### WORK REQUEST
Among the entries below, how many lines have the string "counts" in them? Only the number should be given.

Records excerpted from a collection:
-=-=-

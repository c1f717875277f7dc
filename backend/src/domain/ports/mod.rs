//! Domain ports.
//!
//! Driven adapters under `crate::outbound` implement these traits; the
//! domain only ever holds them as `Arc<dyn Trait>`.

mod macros;
pub(crate) use macros::define_port_error;

mod bundle_repository;
mod cache_key;
mod cache_store;
mod city_store;
mod geo_gateway;

#[cfg(test)]
pub use bundle_repository::MockAnalysisBundleRepository;
pub use bundle_repository::{
    AnalysisBundleRepository, AnalysisBundleRepositoryError, FixtureAnalysisBundleRepository,
};
pub use cache_key::{CacheKey, CacheKeyBuilder, CacheKeyValidationError, KEY_NAMESPACE};
#[cfg(test)]
pub use cache_store::MockCacheStore;
pub use cache_store::{CacheCategory, CacheEntry, CacheStore, CacheStoreError, FixtureCacheStore};
#[cfg(test)]
pub use city_store::MockCityStore;
pub use city_store::{CitiesWithinRequest, CityDistance, CityRecord, CityStore, CityStoreError};
#[cfg(test)]
pub use geo_gateway::MockGeoGateway;
pub use geo_gateway::{
    AddressComponent, FixtureGeoGateway, GeoGateway, GeoGatewayError, MapType, PlaceSearchRequest,
    ProviderPlace, ProviderRoute, ReverseGeocodeResult, RouteRequest, StaticMapOptions,
};
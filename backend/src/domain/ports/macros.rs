//! Helper macro for declaring port error enums.
//!
//! Every variant becomes a `thiserror` variant with a display message, and a
//! snake_case constructor accepting `impl Into<_>` for each field.

macro_rules! define_port_error {
    (@ctor $variant:ident { $($field:ident : $ty:ty),* $(,)? }) => {
        define_port_error!(@ctor_impl $variant () () $( $field : $ty, )*);
    };

    (@ctor_impl $variant:ident ($($params:tt)*) ($($inits:tt)*) ) => {
        ::paste::paste! {
            #[doc = "Construct the `" $variant "` variant."]
            pub fn [<$variant:snake>]($($params)*) -> Self {
                Self::$variant { $($inits)* }
            }
        }
    };

    (@ctor_impl $variant:ident ($($params:tt)*) ($($inits:tt)*) $field:ident : $ty:ty, $($rest:tt)*) => {
        define_port_error!(
            @ctor_impl
            $variant
            ($($params)* $field: impl Into<$ty>,)
            ($($inits)* $field: $field.into(),)
            $($rest)*
        );
    };

    (
        $(#[$outer:meta])*
        pub enum $name:ident {
            $(
                $(#[$variant_meta:meta])*
                $variant:ident { $($field:ident : $ty:ty),* $(,)? } => $message:expr
            ),* $(,)?
        }
    ) => {
        $(#[$outer])*
        #[derive(Debug, Clone, PartialEq, Eq, thiserror::Error)]
        pub enum $name {
            $(
                $(#[$variant_meta])*
                #[error($message)]
                $variant { $($field : $ty),* },
            )*
        }

        impl $name {
            $(
                define_port_error!(@ctor $variant { $($field : $ty),* });
            )*
        }
    };
}

pub(crate) use define_port_error;

#[cfg(test)]
mod tests {
    //! Constructor and display coverage for generated port errors.

    define_port_error! {
        pub enum ProbeError {
            Unreachable { message: String } => "probe unreachable: {message}",
            Throttled { retry_after_secs: u64 } => "probe throttled for {retry_after_secs}s",
            Rejected { message: String, status: u16 } => "probe rejected ({status}): {message}",
        }
    }

    #[test]
    fn string_fields_accept_borrowed_input() {
        let err = ProbeError::unreachable("dns lookup failed");
        assert_eq!(err.to_string(), "probe unreachable: dns lookup failed");
    }

    #[test]
    fn numeric_fields_keep_their_type() {
        let err = ProbeError::throttled(30_u64);
        assert_eq!(err, ProbeError::Throttled { retry_after_secs: 30 });
        assert_eq!(err.to_string(), "probe throttled for 30s");
    }

    #[test]
    fn mixed_fields_render_in_declared_order() {
        let err = ProbeError::rejected("quota", 429_u16);
        assert_eq!(err.to_string(), "probe rejected (429): quota");
    }
}
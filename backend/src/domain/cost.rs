//! Advisory cost of the provider calls made for one request.
//!
//! Rates are configuration, not verified pricing. The estimate only
//! annotates the bundle and never changes what the service does.

use std::collections::BTreeMap;

use serde::{Deserialize, Serialize};

use super::resolution::UpstreamCalls;

/// Per-call price for each kind of provider call.
#[derive(Debug, Clone, Copy, PartialEq, Serialize, Deserialize)]
pub struct RateTable {
    pub geocode: f64,
    pub poi_group: f64,
    pub route: f64,
    pub imagery: f64,
}

impl Default for RateTable {
    fn default() -> Self {
        Self {
            geocode: 0.005,
            poi_group: 0.032,
            route: 0.010,
            imagery: 0.002,
        }
    }
}

/// Rejected rate or ceiling values.
#[derive(Debug, Clone, PartialEq, thiserror::Error)]
pub enum CostConfigError {
    /// A rate is negative, NaN, or infinite.
    #[error("rate `{name}` must be a finite, non-negative number (got {value})")]
    InvalidRate { name: &'static str, value: f64 },
    /// The ceiling is negative, NaN, or infinite.
    #[error("budget ceiling must be a finite, non-negative number (got {0})")]
    InvalidCeiling(f64),
}

impl RateTable {
    fn entries(&self) -> [(&'static str, f64); 4] {
        [
            ("geocode", self.geocode),
            ("poi_group", self.poi_group),
            ("route", self.route),
            ("imagery", self.imagery),
        ]
    }

    /// Reject rates that would break monotonic cost growth.
    pub fn validate(&self) -> Result<(), CostConfigError> {
        match self
            .entries()
            .into_iter()
            .find(|(_, value)| !value.is_finite() || *value < 0.0)
        {
            Some((name, value)) => Err(CostConfigError::InvalidRate { name, value }),
            None => Ok(()),
        }
    }
}

/// Informational note attached when the estimate exceeds the ceiling.
#[derive(Debug, Clone, PartialEq, Serialize, Deserialize)]
pub struct BudgetAdvisory {
    pub overrun: f64,
    pub message: String,
}

/// Estimated cost of one request.
#[derive(Debug, Clone, PartialEq, Serialize, Deserialize)]
pub struct CostEstimate {
    pub per_category: BTreeMap<String, f64>,
    pub total_cost: f64,
    pub budget_ceiling: f64,
    pub within_budget: bool,
    #[serde(skip_serializing_if = "Option::is_none")]
    pub advisory: Option<BudgetAdvisory>,
}

/// Converts call counts into a [`CostEstimate`].
#[derive(Debug, Clone, Copy, PartialEq)]
pub struct CostEstimator {
    rates: RateTable,
    budget_ceiling: f64,
}

impl CostEstimator {
    /// Build an estimator after checking rates and ceiling.
    pub fn new(rates: RateTable, budget_ceiling: f64) -> Result<Self, CostConfigError> {
        rates.validate()?;
        if !budget_ceiling.is_finite() || budget_ceiling < 0.0 {
            return Err(CostConfigError::InvalidCeiling(budget_ceiling));
        }
        Ok(Self {
            rates,
            budget_ceiling,
        })
    }

    /// Price `calls`. Non-decreasing in every counter.
    ///
    /// # Examples
    /// ```
    /// use geo_analysis::domain::{CostEstimator, RateTable, UpstreamCalls};
    ///
    /// let estimator = CostEstimator::new(RateTable::default(), 0.50).expect("valid rates");
    /// let estimate = estimator.estimate(&UpstreamCalls::poi_groups(4));
    /// assert!(estimate.within_budget);
    /// ```
    pub fn estimate(&self, calls: &UpstreamCalls) -> CostEstimate {
        let counts = [calls.geocode, calls.poi_group, calls.route, calls.imagery];
        let per_category: BTreeMap<String, f64> = self
            .rates
            .entries()
            .into_iter()
            .zip(counts)
            .map(|((name, rate), count)| (name.to_owned(), rate * f64::from(count)))
            .collect();
        let total_cost: f64 = per_category.values().sum();
        let within_budget = total_cost <= self.budget_ceiling;
        let advisory = (!within_budget).then(|| {
            let overrun = total_cost - self.budget_ceiling;
            BudgetAdvisory {
                overrun,
                message: format!(
                    "estimated cost {total_cost:.3} exceeds the {:.3} ceiling by {overrun:.3}",
                    self.budget_ceiling
                ),
            }
        });
        CostEstimate {
            per_category,
            total_cost,
            budget_ceiling: self.budget_ceiling,
            within_budget,
            advisory,
        }
    }
}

-=-=-

### FINAL ANSWER
3